Methods: Participants from a longitudinal PsD cohort without a prior history of cardiovascular events who were followed from 1992 to 2020 were analyzed. Data on cardiovascular risk factors, and PsD-related features that included measures of musculoskeletal and skin inflammation, patient-reported outcomes and medications were obtained from the cohort's database. The study outcome included a composite cardiovascular event including any of the following: angina, myocardial infarction, congestive heart failure, transient ischemic attack, stroke, revascularization procedures and cardiovascular death. Using time-varying covariates, we fit models to predict cardiovascular events within a 5-year time period. A base prediction model including traditional cardiovascular risk factors was first assessed, followed by an expanded model that included the base model and PsD-related features. Model performance was assessed using measures of discrimination and calibration, and sensitivity and specificity.
Results: A total of 1,336 patients (92% with psoriatic arthritis) were analyzed (mean age 48 ± 12.9 years, 46.8% female) (Table 1). During a mean follow-up of 6.8 years, 85 (6.4%) patients developed incident cardiovascular events. Discriminative ability of the base model (with traditional cardiovascular risk factors alone) was excellent, with an AUC of 85.5 (95% CI 81.9-89.1) (Figure 1). An expanded model that included traditional cardiovascular risk factors and the number of damaged joints did not improve risk discrimination compared to the base model (AUC 85.5, 95% CI 82.0-89.1). All models were well calibrated and appeared to be an accurate estimate of the observed number of cardiovascular events (Figure 2). Sensitivity and specificity of the 10% cut-off point for cardiovascular risk was 49% and 92%, respectively.
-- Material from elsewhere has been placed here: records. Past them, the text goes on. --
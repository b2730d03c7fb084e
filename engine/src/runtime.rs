//! The engine task.
//!
//! One tokio task owns the [`Engine`] and handles commands one at a time, which makes
//! it the only serialization point for slot and pause state. Publishing a prediction
//! is awaited in place, because the slot cannot exist before the outbound reference
//! does. Amendments and pause announcements run as detached tasks that never touch
//! engine state.

use std::sync::Arc;
use std::time::Duration;

use thiserror::Error;
use tokio::sync::{mpsc, oneshot};
use tokio::task::{JoinHandle, JoinSet};
use tokio::time::MissedTickBehavior;

use croupier_core::{Engine, EngineError, EngineSnapshot, LaunchTicket, Reaction, Resolution};
use croupier_types::GameNumber;

use crate::clock::Clock;
use crate::retry::{RetryConfig, with_retry};
use crate::sink::Sink;
use crate::store::StateStore;

const DEFAULT_CHANNEL_CAPACITY: usize = 256;
const DEFAULT_WATCHDOG_PERIOD: Duration = Duration::from_secs(30);

#[derive(Debug, Clone)]
pub struct RuntimeOptions {
    pub retry: RetryConfig,
    /// How often the inactivity watchdog is evaluated when enabled.
    pub watchdog_period: Duration,
    pub channel_capacity: usize,
}

impl Default for RuntimeOptions {
    fn default() -> Self {
        Self {
            retry: RetryConfig::default(),
            watchdog_period: DEFAULT_WATCHDOG_PERIOD,
            channel_capacity: DEFAULT_CHANNEL_CAPACITY,
        }
    }
}

#[derive(Debug, Error)]
pub enum RuntimeError {
    #[error("engine task has stopped")]
    Stopped,
    #[error(transparent)]
    Engine(#[from] EngineError),
}

enum Command<R> {
    Ingest {
        text: String,
        reply: oneshot::Sender<Reaction<R>>,
    },
    ClearSlot {
        reply: oneshot::Sender<Option<GameNumber>>,
    },
    SetEnabled {
        enabled: bool,
        reply: oneshot::Sender<()>,
    },
    ForceStop {
        reply: oneshot::Sender<Option<GameNumber>>,
    },
    Reset {
        reply: oneshot::Sender<()>,
    },
    Reconfigure {
        cycle: Vec<Duration>,
        reply: oneshot::Sender<Result<(), EngineError>>,
    },
    Inspect {
        reply: oneshot::Sender<EngineSnapshot>,
    },
    Shutdown {
        reply: oneshot::Sender<()>,
    },
}

/// Cloneable front door to the engine task.
#[derive(Debug)]
pub struct EngineHandle<R> {
    tx: mpsc::Sender<Command<R>>,
}

impl<R> Clone for EngineHandle<R> {
    fn clone(&self) -> Self {
        Self {
            tx: self.tx.clone(),
        }
    }
}

impl<R: Send + 'static> EngineHandle<R> {
    async fn request<T>(
        &self,
        make: impl FnOnce(oneshot::Sender<T>) -> Command<R>,
    ) -> Result<T, RuntimeError> {
        let (reply, rx) = oneshot::channel();
        self.tx
            .send(make(reply))
            .await
            .map_err(|_| RuntimeError::Stopped)?;
        rx.await.map_err(|_| RuntimeError::Stopped)
    }

    /// Feed one raw event. Resolves once every state change and the publish (if any)
    /// are done.
    pub async fn ingest(&self, text: impl Into<String>) -> Result<Reaction<R>, RuntimeError> {
        let text = text.into();
        self.request(|reply| Command::Ingest { text, reply }).await
    }

    pub async fn clear_slot(&self) -> Result<Option<GameNumber>, RuntimeError> {
        self.request(|reply| Command::ClearSlot { reply }).await
    }

    pub async fn set_predictions_enabled(&self, enabled: bool) -> Result<(), RuntimeError> {
        self.request(|reply| Command::SetEnabled { enabled, reply })
            .await
    }

    pub async fn force_stop(&self) -> Result<Option<GameNumber>, RuntimeError> {
        self.request(|reply| Command::ForceStop { reply }).await
    }

    pub async fn reset(&self) -> Result<(), RuntimeError> {
        self.request(|reply| Command::Reset { reply }).await
    }

    pub async fn reconfigure_pause_cycle(&self, cycle: Vec<Duration>) -> Result<(), RuntimeError> {
        self.request(|reply| Command::Reconfigure { cycle, reply })
            .await?
            .map_err(RuntimeError::from)
    }

    pub async fn inspect(&self) -> Result<EngineSnapshot, RuntimeError> {
        self.request(|reply| Command::Inspect { reply }).await
    }

    /// Stop the task after outstanding amendments and announcements finish.
    pub async fn shutdown(&self) -> Result<(), RuntimeError> {
        self.request(|reply| Command::Shutdown { reply }).await
    }
}

/// Start the engine task.
pub fn spawn<S, C>(
    engine: Engine<S::Ref>,
    sink: S,
    store: Option<StateStore>,
    clock: C,
    options: RuntimeOptions,
) -> (EngineHandle<S::Ref>, JoinHandle<()>)
where
    S: Sink,
    C: Clock,
{
    let (tx, rx) = mpsc::channel(options.channel_capacity.max(1));
    let actor = Actor {
        engine,
        sink: Arc::new(sink),
        store,
        clock,
        retry: options.retry,
        rx,
        outbound: JoinSet::new(),
    };
    let task = tokio::spawn(actor.run(options.watchdog_period));
    (EngineHandle { tx }, task)
}

struct Actor<S: Sink, C> {
    engine: Engine<S::Ref>,
    sink: Arc<S>,
    store: Option<StateStore>,
    clock: C,
    retry: RetryConfig,
    rx: mpsc::Receiver<Command<S::Ref>>,
    outbound: JoinSet<()>,
}

impl<S: Sink, C: Clock> Actor<S, C> {
    async fn run(mut self, watchdog_period: Duration) {
        let watchdog = self.engine.watchdog_idle().is_some();
        let mut ticker = tokio::time::interval(watchdog_period.max(Duration::from_millis(1)));
        ticker.set_missed_tick_behavior(MissedTickBehavior::Delay);
        tracing::info!(watchdog, "Engine task started");

        let shutdown_reply = loop {
            tokio::select! {
                cmd = self.rx.recv() => match cmd {
                    Some(Command::Shutdown { reply }) => break Some(reply),
                    Some(cmd) => self.handle(cmd).await,
                    None => break None,
                },
                _ = ticker.tick(), if watchdog => self.watchdog_tick(),
                Some(joined) = self.outbound.join_next(), if !self.outbound.is_empty() => {
                    if let Err(e) = joined {
                        tracing::error!("Outbound task failed: {e}");
                    }
                }
            }
        };

        while let Some(joined) = self.outbound.join_next().await {
            if let Err(e) = joined {
                tracing::error!("Outbound task failed: {e}");
            }
        }
        self.persist();
        tracing::info!("Engine task stopped");
        if let Some(reply) = shutdown_reply {
            let _ = reply.send(());
        }
    }

    async fn handle(&mut self, cmd: Command<S::Ref>) {
        match cmd {
            Command::Ingest { text, reply } => {
                let reaction = self.ingest(&text).await;
                let _ = reply.send(reaction);
            }
            Command::ClearSlot { reply } => {
                let _ = reply.send(self.engine.clear_slot());
            }
            Command::SetEnabled { enabled, reply } => {
                self.engine.set_predictions_enabled(enabled);
                let _ = reply.send(());
            }
            Command::ForceStop { reply } => {
                let _ = reply.send(self.engine.force_stop());
            }
            Command::Reset { reply } => {
                self.engine.reset();
                let _ = reply.send(());
            }
            Command::Reconfigure { cycle, reply } => {
                let _ = reply.send(self.engine.reconfigure_pause_cycle(&cycle));
            }
            Command::Inspect { reply } => {
                let _ = reply.send(self.engine.snapshot(self.clock.now()));
            }
            // handled by the run loop
            Command::Shutdown { reply } => {
                let _ = reply.send(());
            }
        }
        self.persist();
    }

    async fn ingest(&mut self, text: &str) -> Reaction<S::Ref> {
        let reaction = self.engine.observe(text, self.clock.now());
        match &reaction {
            Reaction::Launch(ticket) => self.publish(ticket).await,
            Reaction::Resolved(resolution) => self.spawn_amend(resolution.clone()),
            Reaction::PauseStarted { duration } => self.spawn_announce(*duration),
            _ => {}
        }
        reaction
    }

    async fn publish(&mut self, ticket: &LaunchTicket) {
        let sink = &self.sink;
        let published = with_retry("publish", &self.retry, || {
            sink.publish(ticket.target(), ticket.suit())
        })
        .await;
        match published {
            Ok(outbound_ref) => {
                if let Err(e) = self
                    .engine
                    .commit_launch(ticket, outbound_ref, self.clock.now())
                {
                    tracing::error!(target = ticket.target().get(), "Published prediction not tracked: {e}");
                }
            }
            Err(e) => {
                tracing::error!(target = ticket.target().get(), "Publish failed, prediction dropped: {e}");
                if let Err(e) = self.engine.abandon_launch(ticket) {
                    tracing::warn!("{e}");
                }
            }
        }
    }

    fn spawn_amend(&mut self, resolution: Resolution<S::Ref>) {
        let sink = Arc::clone(&self.sink);
        let retry = self.retry.clone();
        self.outbound.spawn(async move {
            let Resolution {
                target,
                suit,
                outcome,
                outbound_ref,
            } = resolution;
            let amended = with_retry("amend", &retry, || {
                sink.amend(&outbound_ref, target, suit, outcome)
            })
            .await;
            if let Err(e) = amended {
                tracing::error!(target = target.get(), %outcome, "Amend failed; slot already freed: {e}");
            }
        });
    }

    fn spawn_announce(&mut self, duration: Duration) {
        let sink = Arc::clone(&self.sink);
        let retry = self.retry.clone();
        self.outbound.spawn(async move {
            if let Err(e) = with_retry("announce_pause", &retry, || sink.announce_pause(duration)).await {
                tracing::error!(duration_secs = duration.as_secs(), "Pause announcement failed: {e}");
            }
        });
    }

    fn watchdog_tick(&mut self) {
        if let Some(target) = self.engine.watchdog_tick(self.clock.now()) {
            tracing::warn!(target = target.get(), "Watchdog cleared a stalled prediction");
        }
        self.persist();
    }

    fn persist(&mut self) {
        if !self.engine.take_dirty() {
            return;
        }
        let Some(store) = &self.store else {
            return;
        };
        if let Err(e) = store.save(&self.engine.persisted_state()) {
            tracing::error!("Failed to persist engine state: {e}");
        }
    }
}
When considering the total number of cardiovascular events, depending on the model, up to 53% of events occurred in patients who were classified as 'intermediate risk' (< 10%).
Conclusion: A prediction model that includes traditional cardiovascular risk factors alone is accurate in predicting cardiovascular risk in patients with PsD, showing excellent discrimination and calibration in this patient population. Table 1 - Baseline characteristics of the study population.
Figure 1. Receiver operating characteristic (ROC)-curve for the different risk prediction models. Comparison of base model (traditional CV risk factors) and expanded model (traditional CV risk factors plus other disease-related factors) for prediction of cardiovascular events.
Figure 2 - Observed (grey) versus predicted (white) probability of CV events in deciles of predicted risk, for the base (A), expanded (B), and sensitivity analysis (C) risk prediction models. Disclosures: K. Colaco, None; K. Lee, None; V. Chandran, AbbVie, AstraZeneca, Bristol-Myers Squibb, Eli Lilly, Janssen, Novartis, Amgen, Pfizer Inc, UCB; P. Harvey, None; R. Cook, None; V. Piguet, None; D. Gladman, AbbVie, Amgen, Eli Lilly, Janssen, Gilead, Novartis, Pfizer, Bristol-Myers Squibb(BMS), Galapagos, UCB Pharma, Celgene; L. Eder, AbbVie, Lilly, Novartis, UCB, Pfizer.